Every line holding the string "failed" is to be copied from the entries below.

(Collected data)
▼
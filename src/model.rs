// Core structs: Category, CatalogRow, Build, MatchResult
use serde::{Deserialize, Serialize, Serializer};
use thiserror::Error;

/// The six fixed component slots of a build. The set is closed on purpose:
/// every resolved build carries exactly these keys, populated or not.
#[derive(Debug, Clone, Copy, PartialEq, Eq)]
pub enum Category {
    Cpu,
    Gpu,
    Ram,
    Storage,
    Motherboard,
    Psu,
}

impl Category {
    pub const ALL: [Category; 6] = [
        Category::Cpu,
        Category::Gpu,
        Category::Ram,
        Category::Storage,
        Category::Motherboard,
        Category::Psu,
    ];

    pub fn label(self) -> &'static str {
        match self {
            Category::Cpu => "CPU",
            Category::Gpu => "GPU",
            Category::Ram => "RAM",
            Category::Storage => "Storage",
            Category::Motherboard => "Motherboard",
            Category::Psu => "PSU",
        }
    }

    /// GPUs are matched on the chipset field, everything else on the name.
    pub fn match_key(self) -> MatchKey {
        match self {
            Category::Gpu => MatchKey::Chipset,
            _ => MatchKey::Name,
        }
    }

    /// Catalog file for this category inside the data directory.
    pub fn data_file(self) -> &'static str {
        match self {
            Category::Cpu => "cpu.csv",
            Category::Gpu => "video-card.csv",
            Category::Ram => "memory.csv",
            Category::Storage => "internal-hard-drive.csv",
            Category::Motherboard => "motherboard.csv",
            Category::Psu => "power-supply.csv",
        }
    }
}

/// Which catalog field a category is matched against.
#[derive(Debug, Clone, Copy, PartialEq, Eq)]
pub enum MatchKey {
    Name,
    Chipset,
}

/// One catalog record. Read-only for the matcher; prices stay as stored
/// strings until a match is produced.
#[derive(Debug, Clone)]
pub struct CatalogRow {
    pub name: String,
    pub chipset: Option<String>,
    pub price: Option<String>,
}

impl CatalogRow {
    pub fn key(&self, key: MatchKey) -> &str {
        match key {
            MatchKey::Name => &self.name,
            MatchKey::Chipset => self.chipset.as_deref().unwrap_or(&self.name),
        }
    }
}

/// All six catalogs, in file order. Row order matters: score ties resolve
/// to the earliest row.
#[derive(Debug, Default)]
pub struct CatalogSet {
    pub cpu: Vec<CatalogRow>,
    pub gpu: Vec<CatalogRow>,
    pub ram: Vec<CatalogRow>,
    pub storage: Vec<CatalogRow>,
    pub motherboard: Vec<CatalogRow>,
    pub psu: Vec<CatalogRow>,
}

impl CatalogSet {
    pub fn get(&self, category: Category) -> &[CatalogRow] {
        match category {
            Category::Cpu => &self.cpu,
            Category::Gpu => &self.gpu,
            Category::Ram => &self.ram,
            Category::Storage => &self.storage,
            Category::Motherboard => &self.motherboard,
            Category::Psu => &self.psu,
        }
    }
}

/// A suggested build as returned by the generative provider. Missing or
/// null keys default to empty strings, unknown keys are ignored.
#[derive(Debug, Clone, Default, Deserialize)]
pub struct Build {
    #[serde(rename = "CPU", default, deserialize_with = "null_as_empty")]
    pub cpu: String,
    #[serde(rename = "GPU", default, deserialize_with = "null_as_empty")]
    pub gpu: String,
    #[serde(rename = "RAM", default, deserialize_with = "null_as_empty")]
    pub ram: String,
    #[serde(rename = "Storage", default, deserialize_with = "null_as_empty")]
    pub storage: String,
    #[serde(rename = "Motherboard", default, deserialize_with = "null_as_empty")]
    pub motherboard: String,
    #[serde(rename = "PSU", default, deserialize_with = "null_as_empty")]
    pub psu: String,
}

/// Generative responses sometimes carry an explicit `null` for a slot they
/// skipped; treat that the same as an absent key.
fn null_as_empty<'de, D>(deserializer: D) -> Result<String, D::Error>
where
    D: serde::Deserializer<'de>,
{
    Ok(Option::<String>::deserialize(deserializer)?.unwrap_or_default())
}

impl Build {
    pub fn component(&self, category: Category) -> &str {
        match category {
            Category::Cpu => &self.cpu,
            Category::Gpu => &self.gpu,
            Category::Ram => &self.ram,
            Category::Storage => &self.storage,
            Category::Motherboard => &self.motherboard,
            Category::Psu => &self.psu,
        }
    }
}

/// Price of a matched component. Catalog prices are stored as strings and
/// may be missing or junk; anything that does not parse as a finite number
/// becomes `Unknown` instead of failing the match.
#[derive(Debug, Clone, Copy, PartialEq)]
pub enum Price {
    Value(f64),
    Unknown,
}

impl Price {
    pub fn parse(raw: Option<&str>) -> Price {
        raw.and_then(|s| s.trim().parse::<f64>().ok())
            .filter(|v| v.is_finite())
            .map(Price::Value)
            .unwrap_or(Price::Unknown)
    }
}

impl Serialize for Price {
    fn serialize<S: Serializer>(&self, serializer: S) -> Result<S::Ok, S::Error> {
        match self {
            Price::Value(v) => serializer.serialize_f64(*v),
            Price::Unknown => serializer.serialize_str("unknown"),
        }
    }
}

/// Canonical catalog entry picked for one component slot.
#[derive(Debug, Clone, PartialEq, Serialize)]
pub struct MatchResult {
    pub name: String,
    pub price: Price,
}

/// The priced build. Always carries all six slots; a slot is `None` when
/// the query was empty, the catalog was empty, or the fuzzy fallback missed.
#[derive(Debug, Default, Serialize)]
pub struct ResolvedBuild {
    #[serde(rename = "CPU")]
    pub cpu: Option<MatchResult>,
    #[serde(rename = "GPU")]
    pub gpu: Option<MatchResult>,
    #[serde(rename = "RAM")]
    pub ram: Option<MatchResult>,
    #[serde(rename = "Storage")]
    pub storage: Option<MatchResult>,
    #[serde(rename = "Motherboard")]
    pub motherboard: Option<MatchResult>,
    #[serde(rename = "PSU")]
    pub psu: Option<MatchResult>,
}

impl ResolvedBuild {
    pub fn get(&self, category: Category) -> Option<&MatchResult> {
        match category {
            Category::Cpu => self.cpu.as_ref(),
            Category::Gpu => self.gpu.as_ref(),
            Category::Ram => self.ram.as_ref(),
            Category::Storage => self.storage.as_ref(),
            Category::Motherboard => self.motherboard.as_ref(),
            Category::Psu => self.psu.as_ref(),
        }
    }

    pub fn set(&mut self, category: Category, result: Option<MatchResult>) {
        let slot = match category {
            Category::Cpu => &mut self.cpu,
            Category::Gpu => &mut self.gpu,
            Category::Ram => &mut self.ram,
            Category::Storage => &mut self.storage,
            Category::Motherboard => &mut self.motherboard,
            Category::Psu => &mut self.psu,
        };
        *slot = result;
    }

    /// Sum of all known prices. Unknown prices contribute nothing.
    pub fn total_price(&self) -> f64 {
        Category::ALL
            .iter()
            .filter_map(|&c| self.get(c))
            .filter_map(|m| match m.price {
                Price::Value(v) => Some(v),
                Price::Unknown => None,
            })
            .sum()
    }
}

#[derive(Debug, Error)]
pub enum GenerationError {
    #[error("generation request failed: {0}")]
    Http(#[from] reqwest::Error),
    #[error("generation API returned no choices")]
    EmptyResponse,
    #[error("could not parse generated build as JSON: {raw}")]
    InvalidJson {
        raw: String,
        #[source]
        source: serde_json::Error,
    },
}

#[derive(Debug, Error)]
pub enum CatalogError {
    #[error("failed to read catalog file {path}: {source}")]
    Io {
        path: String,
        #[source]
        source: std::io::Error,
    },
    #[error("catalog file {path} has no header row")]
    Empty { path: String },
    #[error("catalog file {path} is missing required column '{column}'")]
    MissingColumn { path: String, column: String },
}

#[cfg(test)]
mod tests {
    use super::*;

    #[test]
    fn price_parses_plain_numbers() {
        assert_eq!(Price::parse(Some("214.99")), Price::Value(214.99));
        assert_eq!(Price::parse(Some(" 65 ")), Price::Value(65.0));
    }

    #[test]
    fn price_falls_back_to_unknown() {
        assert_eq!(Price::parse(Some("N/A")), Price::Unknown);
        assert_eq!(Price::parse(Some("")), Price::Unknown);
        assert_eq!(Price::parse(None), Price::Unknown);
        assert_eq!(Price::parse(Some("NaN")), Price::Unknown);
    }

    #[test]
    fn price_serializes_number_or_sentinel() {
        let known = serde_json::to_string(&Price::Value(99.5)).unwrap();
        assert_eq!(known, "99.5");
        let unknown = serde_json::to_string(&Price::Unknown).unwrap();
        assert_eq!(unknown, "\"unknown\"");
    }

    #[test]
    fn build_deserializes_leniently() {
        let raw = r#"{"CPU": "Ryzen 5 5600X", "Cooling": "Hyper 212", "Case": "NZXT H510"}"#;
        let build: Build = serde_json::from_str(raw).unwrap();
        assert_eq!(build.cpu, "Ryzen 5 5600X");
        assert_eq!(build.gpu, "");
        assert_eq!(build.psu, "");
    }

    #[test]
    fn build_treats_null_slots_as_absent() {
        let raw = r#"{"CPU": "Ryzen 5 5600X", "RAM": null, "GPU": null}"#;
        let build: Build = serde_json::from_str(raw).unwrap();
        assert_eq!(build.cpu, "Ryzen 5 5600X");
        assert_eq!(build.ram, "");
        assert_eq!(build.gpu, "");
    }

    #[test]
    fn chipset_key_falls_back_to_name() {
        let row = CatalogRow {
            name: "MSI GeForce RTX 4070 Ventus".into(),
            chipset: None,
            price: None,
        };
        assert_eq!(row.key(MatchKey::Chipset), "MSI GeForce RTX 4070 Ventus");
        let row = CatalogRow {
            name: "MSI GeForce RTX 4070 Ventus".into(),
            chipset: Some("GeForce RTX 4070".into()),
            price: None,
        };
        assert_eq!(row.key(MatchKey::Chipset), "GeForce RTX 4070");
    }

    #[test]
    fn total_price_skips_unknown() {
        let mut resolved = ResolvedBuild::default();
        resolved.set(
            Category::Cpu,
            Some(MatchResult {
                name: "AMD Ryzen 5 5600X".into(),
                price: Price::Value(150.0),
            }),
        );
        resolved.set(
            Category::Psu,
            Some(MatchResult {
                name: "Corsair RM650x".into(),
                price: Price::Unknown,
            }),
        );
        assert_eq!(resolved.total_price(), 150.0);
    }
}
▲
▼
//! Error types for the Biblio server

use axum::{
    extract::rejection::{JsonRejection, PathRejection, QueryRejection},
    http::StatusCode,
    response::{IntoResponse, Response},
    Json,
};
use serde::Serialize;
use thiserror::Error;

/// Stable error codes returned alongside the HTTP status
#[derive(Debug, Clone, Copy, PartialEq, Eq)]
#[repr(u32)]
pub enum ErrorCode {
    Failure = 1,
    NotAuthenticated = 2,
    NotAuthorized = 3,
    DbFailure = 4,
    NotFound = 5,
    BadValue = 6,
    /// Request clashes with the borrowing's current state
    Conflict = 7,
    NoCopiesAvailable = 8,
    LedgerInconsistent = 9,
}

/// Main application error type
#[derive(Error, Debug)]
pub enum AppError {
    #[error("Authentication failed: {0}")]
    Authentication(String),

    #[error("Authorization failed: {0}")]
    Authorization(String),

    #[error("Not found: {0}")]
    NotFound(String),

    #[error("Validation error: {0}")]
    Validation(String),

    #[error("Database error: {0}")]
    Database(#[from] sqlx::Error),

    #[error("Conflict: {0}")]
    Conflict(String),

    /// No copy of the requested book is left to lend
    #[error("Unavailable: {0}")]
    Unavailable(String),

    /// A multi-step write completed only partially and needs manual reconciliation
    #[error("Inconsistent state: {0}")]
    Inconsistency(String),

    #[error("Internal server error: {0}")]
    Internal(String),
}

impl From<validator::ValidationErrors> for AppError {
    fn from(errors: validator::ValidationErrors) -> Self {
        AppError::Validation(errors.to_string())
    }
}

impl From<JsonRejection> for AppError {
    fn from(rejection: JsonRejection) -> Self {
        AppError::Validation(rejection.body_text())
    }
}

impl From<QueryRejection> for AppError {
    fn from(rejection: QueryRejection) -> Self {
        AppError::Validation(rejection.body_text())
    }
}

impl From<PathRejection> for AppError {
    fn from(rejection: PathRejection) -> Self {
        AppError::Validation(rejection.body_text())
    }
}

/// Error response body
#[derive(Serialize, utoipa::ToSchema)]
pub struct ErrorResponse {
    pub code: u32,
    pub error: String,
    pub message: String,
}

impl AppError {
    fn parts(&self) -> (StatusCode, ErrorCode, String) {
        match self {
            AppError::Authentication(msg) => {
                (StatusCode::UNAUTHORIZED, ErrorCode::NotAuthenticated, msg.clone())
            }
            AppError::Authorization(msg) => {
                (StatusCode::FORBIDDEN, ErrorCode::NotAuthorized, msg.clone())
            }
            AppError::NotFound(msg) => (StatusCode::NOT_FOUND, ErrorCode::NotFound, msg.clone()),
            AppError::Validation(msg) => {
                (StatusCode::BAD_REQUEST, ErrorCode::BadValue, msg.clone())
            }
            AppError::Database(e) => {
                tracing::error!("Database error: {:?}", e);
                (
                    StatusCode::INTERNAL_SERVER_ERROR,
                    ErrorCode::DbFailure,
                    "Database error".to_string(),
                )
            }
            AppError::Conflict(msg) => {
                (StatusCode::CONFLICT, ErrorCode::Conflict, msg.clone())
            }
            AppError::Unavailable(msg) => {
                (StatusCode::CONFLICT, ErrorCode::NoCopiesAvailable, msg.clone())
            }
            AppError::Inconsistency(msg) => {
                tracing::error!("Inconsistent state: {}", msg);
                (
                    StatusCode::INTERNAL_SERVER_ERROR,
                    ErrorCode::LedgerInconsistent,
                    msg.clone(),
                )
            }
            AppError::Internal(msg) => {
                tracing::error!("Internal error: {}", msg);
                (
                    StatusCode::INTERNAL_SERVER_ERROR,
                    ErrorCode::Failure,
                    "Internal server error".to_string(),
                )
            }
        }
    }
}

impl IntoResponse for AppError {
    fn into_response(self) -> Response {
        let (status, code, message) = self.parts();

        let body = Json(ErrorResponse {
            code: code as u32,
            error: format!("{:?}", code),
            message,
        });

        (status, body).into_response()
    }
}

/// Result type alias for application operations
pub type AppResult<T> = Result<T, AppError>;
▲
▸ RESPONSE BELOW
    #[error("generation request failed: {0}")]
    #[error("failed to read catalog file {path}: {source}")]
    #[error("Authentication failed: {0}")]
    #[error("Authorization failed: {0}")]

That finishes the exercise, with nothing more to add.